* _Your objective_
Up to and including the line with "store keeps a", restate the material below word for word, beginning with its first line.

* _Data section_
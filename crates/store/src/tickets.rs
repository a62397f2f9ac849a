//! Cluster-wide TLS session cache
//!
//! Worker processes on one host share TLS session state through the key
//! store: a session created by one worker resumes against any other. The
//! rustls session-store trait is synchronous, so this store keeps a
//! dedicated blocking connection; a handshake pays one store round-trip,
//! and any store hiccup just degrades to a full handshake.

use std::fmt;

use parking_lot::Mutex;
use redis::{Commands, Connection};
use rustls::server::StoresServerSessions;
use tracing::{debug, warn};

/// TTL for a freshly created session.
const CREATE_TTL_SECS: u64 = 30 * 60;
/// TTL refreshed onto a session when it resumes.
const RESUME_TTL_SECS: i64 = 5 * 60;

/// Session cache backed by the key store at `d:tls:<hex-id>`.
pub struct TicketStore {
    client: redis::Client,
    conn: Mutex<Option<Connection>>,
}

impl TicketStore {
    pub fn new(url: &str) -> Result<Self, redis::RedisError> {
        let client = redis::Client::open(url)?;
        Ok(Self {
            client,
            conn: Mutex::new(None),
        })
    }

    fn ticket_key(id: &[u8]) -> String {
        format!("d:tls:{}", hex::encode(id))
    }

    /// Run `op` on the cached blocking connection, reconnecting once on
    /// failure. Errors degrade to `None`.
    fn with_conn<T>(&self, op: impl Fn(&mut Connection) -> redis::RedisResult<T>) -> Option<T> {
        let mut guard = self.conn.lock();
        if guard.is_none() {
            match self.client.get_connection() {
                Ok(conn) => *guard = Some(conn),
                Err(e) => {
                    warn!(error = %e, "session store unavailable");
                    return None;
                }
            }
        }
        let conn = guard.as_mut().expect("connection present");
        match op(conn) {
            Ok(value) => Some(value),
            Err(e) => {
                warn!(error = %e, "session store operation failed; dropping connection");
                *guard = None;
                None
            }
        }
    }
}

impl StoresServerSessions for TicketStore {
    fn put(&self, key: Vec<u8>, value: Vec<u8>) -> bool {
        let redis_key = Self::ticket_key(&key);
        self.with_conn(|conn| conn.set_ex::<_, _, ()>(&redis_key, value.as_slice(), CREATE_TTL_SECS))
            .is_some()
    }

    fn get(&self, key: &[u8]) -> Option<Vec<u8>> {
        let redis_key = Self::ticket_key(key);
        let value: Option<Vec<u8>> =
            self.with_conn(|conn| conn.get(&redis_key)).flatten();
        if value.is_some() {
            debug!(key = %redis_key, "TLS session resumed from store");
            self.with_conn(|conn| conn.expire::<_, ()>(&redis_key, RESUME_TTL_SECS));
        }
        value
    }

    fn take(&self, key: &[u8]) -> Option<Vec<u8>> {
        let redis_key = Self::ticket_key(key);
        self.with_conn(|conn| conn.get_del(&redis_key)).flatten()
    }

    fn can_cache(&self) -> bool {
        true
    }
}

impl fmt::Debug for TicketStore {
    fn fmt(&self, f: &mut fmt::Formatter<'_>) -> fmt::Result {
        f.debug_struct("TicketStore")
            .field("connected", &self.conn.lock().is_some())
            .finish()
    }
}

#[cfg(test)]
mod tests {
    use super::*;

    #[test]
    fn test_ticket_key_format() {
        assert_eq!(TicketStore::ticket_key(&[0xde, 0xad]), "d:tls:dead");
        assert_eq!(TicketStore::ticket_key(&[]), "d:tls:");
    }
}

* _Task response_
filename crates/store/src/tickets.rs
repository a62397f2f9ac849a
//! Cluster-wide TLS session cache
//!
//! Worker processes on one host share TLS session state through the key
//! store: a session created by one worker resumes against any other. The
//! rustls session-store trait is synchronous, so this store keeps a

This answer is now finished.